### Task brief
Using the entries below, write out the line with "variable parsing error.", the line with "Configuration validation error.", and every line in between, exactly as each is written.

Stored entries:

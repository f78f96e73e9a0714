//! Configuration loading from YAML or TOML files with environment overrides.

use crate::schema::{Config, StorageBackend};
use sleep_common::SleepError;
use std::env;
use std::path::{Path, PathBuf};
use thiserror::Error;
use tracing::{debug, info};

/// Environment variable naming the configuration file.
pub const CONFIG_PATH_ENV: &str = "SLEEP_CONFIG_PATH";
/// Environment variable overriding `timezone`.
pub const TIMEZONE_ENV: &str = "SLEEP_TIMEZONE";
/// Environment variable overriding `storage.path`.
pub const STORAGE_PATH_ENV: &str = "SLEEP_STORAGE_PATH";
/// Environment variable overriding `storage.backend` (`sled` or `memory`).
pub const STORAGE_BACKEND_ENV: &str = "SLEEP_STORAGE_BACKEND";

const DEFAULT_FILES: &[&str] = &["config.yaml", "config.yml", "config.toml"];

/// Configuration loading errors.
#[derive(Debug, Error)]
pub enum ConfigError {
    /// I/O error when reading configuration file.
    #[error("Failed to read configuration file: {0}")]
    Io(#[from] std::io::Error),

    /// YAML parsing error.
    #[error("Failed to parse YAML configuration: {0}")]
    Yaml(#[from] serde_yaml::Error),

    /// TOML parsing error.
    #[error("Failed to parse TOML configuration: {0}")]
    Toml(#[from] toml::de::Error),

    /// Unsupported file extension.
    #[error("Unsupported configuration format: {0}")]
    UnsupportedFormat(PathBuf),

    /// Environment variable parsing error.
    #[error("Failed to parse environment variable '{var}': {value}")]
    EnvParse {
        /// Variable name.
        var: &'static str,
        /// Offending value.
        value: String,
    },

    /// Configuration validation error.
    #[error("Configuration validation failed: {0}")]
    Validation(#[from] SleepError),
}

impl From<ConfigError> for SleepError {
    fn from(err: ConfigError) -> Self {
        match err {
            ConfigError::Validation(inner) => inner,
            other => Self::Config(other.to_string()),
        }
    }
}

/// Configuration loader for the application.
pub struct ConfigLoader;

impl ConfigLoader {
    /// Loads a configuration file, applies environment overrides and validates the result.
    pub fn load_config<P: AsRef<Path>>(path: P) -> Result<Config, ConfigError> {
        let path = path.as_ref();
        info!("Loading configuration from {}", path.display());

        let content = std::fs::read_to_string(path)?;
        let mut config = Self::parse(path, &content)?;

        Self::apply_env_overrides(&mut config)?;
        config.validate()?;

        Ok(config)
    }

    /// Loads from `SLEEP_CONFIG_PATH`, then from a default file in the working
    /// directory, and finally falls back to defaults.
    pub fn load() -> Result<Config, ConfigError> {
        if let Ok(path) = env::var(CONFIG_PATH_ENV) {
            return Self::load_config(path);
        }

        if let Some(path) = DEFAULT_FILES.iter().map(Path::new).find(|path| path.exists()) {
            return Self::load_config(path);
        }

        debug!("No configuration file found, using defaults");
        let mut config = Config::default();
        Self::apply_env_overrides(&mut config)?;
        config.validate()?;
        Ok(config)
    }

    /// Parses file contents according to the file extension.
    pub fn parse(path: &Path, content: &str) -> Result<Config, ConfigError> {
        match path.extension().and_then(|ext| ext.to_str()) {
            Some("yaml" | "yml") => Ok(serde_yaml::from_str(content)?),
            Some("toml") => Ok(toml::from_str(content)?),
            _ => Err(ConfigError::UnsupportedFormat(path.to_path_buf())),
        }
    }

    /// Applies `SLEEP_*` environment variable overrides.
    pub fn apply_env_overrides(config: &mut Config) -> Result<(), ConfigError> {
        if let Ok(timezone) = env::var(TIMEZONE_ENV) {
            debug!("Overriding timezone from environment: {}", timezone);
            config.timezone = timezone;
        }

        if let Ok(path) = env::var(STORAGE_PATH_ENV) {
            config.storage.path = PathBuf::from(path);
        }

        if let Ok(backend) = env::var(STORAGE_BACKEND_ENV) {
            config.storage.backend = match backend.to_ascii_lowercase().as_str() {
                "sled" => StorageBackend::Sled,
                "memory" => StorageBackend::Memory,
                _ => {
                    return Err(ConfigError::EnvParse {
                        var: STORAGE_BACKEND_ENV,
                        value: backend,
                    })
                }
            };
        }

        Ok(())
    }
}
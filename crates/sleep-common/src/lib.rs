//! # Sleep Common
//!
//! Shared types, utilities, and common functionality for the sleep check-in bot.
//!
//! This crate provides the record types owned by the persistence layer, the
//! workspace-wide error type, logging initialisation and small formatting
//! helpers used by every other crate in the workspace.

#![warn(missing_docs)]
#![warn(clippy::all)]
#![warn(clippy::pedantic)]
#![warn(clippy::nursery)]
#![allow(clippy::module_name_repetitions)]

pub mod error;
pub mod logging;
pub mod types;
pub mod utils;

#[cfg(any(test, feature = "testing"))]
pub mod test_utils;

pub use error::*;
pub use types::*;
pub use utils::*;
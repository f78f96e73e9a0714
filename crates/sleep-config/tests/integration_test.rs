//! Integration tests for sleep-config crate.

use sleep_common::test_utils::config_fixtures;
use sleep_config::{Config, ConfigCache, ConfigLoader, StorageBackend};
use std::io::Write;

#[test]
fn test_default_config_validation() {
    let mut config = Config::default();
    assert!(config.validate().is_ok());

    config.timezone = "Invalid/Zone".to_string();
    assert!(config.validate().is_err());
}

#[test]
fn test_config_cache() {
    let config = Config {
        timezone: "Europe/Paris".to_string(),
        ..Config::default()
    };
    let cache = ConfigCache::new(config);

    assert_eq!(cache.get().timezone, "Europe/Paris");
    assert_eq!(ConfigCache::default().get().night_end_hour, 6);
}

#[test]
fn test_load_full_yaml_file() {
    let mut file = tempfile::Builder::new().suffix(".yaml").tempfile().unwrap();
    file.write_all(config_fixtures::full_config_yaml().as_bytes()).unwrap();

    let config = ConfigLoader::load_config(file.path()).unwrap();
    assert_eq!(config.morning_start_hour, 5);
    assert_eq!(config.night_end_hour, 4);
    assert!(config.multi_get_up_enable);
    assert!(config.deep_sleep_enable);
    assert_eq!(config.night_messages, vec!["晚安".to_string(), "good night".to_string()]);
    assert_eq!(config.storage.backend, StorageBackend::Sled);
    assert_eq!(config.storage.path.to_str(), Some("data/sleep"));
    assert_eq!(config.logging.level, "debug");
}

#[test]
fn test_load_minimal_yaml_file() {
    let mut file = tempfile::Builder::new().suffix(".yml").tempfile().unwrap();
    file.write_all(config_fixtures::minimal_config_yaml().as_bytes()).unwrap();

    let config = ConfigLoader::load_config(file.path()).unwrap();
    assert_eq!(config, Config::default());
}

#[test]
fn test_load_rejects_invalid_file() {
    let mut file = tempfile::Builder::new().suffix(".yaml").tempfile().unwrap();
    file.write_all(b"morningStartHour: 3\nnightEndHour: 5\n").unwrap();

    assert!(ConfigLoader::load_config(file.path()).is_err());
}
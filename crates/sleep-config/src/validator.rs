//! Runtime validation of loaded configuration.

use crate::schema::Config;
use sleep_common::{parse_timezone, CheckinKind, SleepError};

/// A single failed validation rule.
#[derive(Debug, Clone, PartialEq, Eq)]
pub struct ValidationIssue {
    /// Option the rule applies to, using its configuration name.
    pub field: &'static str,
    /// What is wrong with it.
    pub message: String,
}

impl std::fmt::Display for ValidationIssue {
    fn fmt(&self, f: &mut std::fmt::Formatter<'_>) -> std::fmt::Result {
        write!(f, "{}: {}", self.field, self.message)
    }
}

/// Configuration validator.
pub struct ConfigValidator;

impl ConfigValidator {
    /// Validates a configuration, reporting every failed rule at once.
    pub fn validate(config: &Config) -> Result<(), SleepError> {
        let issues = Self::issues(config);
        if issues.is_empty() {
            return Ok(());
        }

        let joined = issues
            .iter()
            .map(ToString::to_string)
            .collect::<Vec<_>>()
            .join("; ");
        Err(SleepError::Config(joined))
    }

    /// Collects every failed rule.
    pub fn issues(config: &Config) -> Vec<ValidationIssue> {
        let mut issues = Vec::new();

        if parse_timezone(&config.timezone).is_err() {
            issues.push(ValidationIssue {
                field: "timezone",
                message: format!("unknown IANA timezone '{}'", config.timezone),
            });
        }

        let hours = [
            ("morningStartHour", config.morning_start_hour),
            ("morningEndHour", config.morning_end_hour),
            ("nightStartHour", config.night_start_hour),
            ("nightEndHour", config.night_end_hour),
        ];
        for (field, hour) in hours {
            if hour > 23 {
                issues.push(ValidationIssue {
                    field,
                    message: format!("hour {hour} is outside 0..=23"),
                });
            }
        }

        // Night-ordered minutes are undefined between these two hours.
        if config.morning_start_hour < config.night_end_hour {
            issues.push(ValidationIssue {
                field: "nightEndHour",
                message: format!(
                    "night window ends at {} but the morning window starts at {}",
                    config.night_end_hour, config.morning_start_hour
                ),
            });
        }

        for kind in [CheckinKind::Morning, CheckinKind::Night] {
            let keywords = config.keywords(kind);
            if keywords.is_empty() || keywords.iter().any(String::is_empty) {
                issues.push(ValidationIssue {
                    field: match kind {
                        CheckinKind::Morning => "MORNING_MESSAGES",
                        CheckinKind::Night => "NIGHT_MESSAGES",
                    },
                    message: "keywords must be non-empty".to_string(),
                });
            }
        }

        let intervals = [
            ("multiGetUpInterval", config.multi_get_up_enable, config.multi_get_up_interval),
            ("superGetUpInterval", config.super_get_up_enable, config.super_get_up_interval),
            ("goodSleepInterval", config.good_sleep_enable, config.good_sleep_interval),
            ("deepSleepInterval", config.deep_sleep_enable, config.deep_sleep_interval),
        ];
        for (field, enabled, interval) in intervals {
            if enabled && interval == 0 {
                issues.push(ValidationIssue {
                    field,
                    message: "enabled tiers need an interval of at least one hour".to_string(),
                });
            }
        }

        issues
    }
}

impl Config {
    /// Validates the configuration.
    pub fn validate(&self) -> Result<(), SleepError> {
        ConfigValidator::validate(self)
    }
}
==
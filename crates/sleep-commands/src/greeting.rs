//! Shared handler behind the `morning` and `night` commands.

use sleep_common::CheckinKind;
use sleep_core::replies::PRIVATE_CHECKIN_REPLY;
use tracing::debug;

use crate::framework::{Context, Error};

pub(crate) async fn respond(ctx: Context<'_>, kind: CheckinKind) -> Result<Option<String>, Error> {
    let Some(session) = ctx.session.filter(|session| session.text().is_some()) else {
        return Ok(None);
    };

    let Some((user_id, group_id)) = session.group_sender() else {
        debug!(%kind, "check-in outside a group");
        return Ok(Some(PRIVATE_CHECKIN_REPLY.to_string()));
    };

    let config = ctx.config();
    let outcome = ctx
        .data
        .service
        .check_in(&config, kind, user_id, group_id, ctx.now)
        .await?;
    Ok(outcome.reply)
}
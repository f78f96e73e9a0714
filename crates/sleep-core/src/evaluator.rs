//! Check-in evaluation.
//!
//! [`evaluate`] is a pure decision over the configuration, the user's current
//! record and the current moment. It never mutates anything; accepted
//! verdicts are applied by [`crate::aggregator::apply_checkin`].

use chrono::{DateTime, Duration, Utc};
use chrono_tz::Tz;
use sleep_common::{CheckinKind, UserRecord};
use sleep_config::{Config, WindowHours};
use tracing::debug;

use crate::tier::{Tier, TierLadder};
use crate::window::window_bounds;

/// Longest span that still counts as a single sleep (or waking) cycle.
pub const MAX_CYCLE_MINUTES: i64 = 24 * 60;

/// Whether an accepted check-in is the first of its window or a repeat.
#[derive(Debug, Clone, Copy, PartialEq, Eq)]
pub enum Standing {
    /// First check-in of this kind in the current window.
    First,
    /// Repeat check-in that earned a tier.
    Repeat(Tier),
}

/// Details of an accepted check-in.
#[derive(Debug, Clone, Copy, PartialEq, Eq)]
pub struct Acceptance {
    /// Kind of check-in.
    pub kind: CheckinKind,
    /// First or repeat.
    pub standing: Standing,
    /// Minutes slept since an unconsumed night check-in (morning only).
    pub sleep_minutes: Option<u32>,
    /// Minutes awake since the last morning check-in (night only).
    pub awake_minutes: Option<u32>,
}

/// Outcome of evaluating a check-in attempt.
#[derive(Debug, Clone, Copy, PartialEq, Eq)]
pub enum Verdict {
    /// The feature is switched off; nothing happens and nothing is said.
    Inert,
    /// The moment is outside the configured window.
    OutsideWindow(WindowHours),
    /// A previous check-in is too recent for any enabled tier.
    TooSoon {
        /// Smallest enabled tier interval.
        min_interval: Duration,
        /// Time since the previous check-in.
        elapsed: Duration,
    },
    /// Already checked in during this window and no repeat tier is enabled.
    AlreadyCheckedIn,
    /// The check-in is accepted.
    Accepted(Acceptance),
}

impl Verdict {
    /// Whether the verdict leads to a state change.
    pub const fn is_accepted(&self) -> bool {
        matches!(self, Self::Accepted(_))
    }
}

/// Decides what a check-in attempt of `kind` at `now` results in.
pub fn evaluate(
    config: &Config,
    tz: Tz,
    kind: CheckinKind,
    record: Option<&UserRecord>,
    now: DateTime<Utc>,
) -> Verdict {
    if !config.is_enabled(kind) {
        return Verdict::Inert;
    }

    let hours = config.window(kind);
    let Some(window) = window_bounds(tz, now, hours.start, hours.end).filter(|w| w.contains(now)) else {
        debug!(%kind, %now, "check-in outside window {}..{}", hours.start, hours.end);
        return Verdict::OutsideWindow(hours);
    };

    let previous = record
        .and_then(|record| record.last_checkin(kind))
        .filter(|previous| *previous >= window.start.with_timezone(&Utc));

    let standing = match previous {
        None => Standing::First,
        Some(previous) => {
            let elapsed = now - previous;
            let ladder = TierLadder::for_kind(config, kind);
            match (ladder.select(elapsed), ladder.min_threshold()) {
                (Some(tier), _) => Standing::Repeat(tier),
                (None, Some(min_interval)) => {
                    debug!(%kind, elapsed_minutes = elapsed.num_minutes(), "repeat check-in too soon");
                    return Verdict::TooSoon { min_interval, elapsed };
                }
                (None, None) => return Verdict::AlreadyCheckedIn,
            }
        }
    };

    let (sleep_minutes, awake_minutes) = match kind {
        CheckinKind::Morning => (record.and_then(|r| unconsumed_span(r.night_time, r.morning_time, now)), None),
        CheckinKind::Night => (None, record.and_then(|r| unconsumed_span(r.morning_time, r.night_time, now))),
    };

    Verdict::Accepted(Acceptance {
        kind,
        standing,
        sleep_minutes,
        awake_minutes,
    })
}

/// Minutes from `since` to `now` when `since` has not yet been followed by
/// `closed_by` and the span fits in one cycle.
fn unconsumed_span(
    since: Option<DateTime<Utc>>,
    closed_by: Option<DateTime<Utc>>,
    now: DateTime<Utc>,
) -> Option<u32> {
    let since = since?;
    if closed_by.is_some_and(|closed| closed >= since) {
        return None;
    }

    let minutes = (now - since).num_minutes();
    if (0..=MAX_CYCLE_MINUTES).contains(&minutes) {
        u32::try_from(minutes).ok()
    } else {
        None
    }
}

### Written answer
    /// Environment variable parsing error.
    #[error("Failed to parse environment variable '{var}': {value}")]
    EnvParse {
        /// Variable name.
        var: &'static str,
        /// Offending value.
        value: String,
    },

    /// Configuration validation error.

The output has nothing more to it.